Ecosyste.ms: Awesome

An open API service indexing awesome lists of open source software.

Awesome Lists | Featured Topics | Projects

https://github.com/davidcellis/ducktools-jsonkit

Default functions and function makers for JSON serialization of python objects.
https://github.com/davidcellis/ducktools-jsonkit

Last synced: 1 day ago
JSON representation

Default functions and function makers for JSON serialization of python objects.

Awesome Lists containing this project

README

        

# ducktools: jsonkit #

Default functions and default function generators to make JSON serialization
with the python standard library easier.

## Motivation ##

The documentation for the JSON module in the Python standard library (as of 3.11.1)
instructs the user to subclass `JSONEncoder` if you wish to serialize objects
that are not natively serializable. This is unnecessary. The serialization methods
`dump` and `dumps` provide a `default` argument which achieves the same result
without needing to subclass.

This module provides some functions and function generators that can be used as
values for this `default` argument to serialize some standard classes and custom
classes.

Unlike `JSONEncoder` subclasses, `default` functions are also supported as arguments
in some other libraries that implement their own JSON serialization such as
[orjson](https://github.com/ijl/orjson) or
[rapidjson](https://github.com/python-rapidjson/python-rapidjson).

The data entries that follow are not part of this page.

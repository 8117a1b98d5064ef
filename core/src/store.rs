use std::collections::BTreeMap;
use std::fmt;
use std::fs;
use std::path::{Path, PathBuf};

use anyhow::{Context, Result};
use serde::Serialize;
use serde_json::ser::PrettyFormatter;
use tracing::debug;

use crate::models::StoredPlate;

/// Outcome of looking up a saved plate.
#[derive(Debug, Clone, PartialEq, Eq)]
pub enum Retrieval {
    Plate(Vec<String>),
    WrongPassword,
    NotFound,
}

impl fmt::Display for Retrieval {
    fn fmt(&self, f: &mut fmt::Formatter<'_>) -> fmt::Result {
        match self {
            Retrieval::Plate(plate) => write!(f, "{}", plate.join(", ")),
            Retrieval::WrongPassword => write!(f, "Incorrect password."),
            Retrieval::NotFound => write!(f, "Username not found."),
        }
    }
}

/// Saved plates keyed by username, kept in a single JSON file.
///
/// Every save reads the whole file, replaces one entry and rewrites it.
/// There is no locking: two processes saving at once lose one update.
pub struct PlateStore {
    path: PathBuf,
}

impl PlateStore {
    /// Open the store at `path`, creating it as `{}` if it does not exist.
    pub fn open(path: impl Into<PathBuf>) -> Result<Self> {
        let path = path.into();
        if !path.exists() {
            if let Some(parent) = path.parent().filter(|p| !p.as_os_str().is_empty()) {
                fs::create_dir_all(parent).with_context(|| {
                    format!("Failed to create data directory: {}", parent.display())
                })?;
            }
            fs::write(&path, "{}")
                .with_context(|| format!("Failed to create plate store: {}", path.display()))?;
            debug!(path = %path.display(), "initialized plate store");
        }
        Ok(Self { path })
    }

    #[must_use]
    pub fn path(&self) -> &Path {
        &self.path
    }

    fn read_all(&self) -> Result<BTreeMap<String, StoredPlate>> {
        let raw = fs::read_to_string(&self.path)
            .with_context(|| format!("Failed to read plate store: {}", self.path.display()))?;
        serde_json::from_str(&raw)
            .with_context(|| format!("Malformed plate store: {}", self.path.display()))
    }

    fn write_all(&self, users: &BTreeMap<String, StoredPlate>) -> Result<()> {
        let mut buf = Vec::new();
        let formatter = PrettyFormatter::with_indent(b"    ");
        let mut ser = serde_json::Serializer::with_formatter(&mut buf, formatter);
        users.serialize(&mut ser)?;
        fs::write(&self.path, buf)
            .with_context(|| format!("Failed to write plate store: {}", self.path.display()))
    }

    /// Create or overwrite the entry for `username`.
    pub fn save(&self, username: &str, password: &str, plate: &[String]) -> Result<()> {
        let mut users = self.read_all()?;
        users.insert(
            username.to_string(),
            StoredPlate {
                password: password.to_string(),
                plate: plate.to_vec(),
            },
        );
        self.write_all(&users)?;
        debug!(username, items = plate.len(), "saved plate");
        Ok(())
    }

    /// Fetch the plate saved for `username` if `password` matches.
    pub fn retrieve(&self, username: &str, password: &str) -> Result<Retrieval> {
        let mut users = self.read_all()?;
        Ok(match users.remove(username) {
            None => Retrieval::NotFound,
            Some(stored) if stored.password == password => Retrieval::Plate(stored.plate),
            Some(_) => Retrieval::WrongPassword,
        })
    }

    /// Usernames with a saved plate, sorted.
    pub fn list_users(&self) -> Result<Vec<String>> {
        Ok(self.read_all()?.into_keys().collect())
    }
}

If you're using the `encode` method on a `JSONEncoder` class directly you can provide
the `default` function as an argument to `JSONEncoder` in the same way as to `dumps`.
If `dumps` is being called multiple times with a default, creating a `JSONEncoder` instance
and calling the `encode` method directly will be faster as `dumps` creates a new instance
each time it is called.

## Generated methods for field and dataclass serialization ##

The serializers for dataclasses and fields exist for cases where you need to
encode a large number of instances of the same dataclass (or other objects
with the same set of fields).

While calling exec usually takes longer than a single naive serialization,
the resulting static functions are faster than their dynamic equivalents.
This is noticeable when serializing a large number of instances of the same class.
As the results are cached, the cost of `exec` is only paid the first time.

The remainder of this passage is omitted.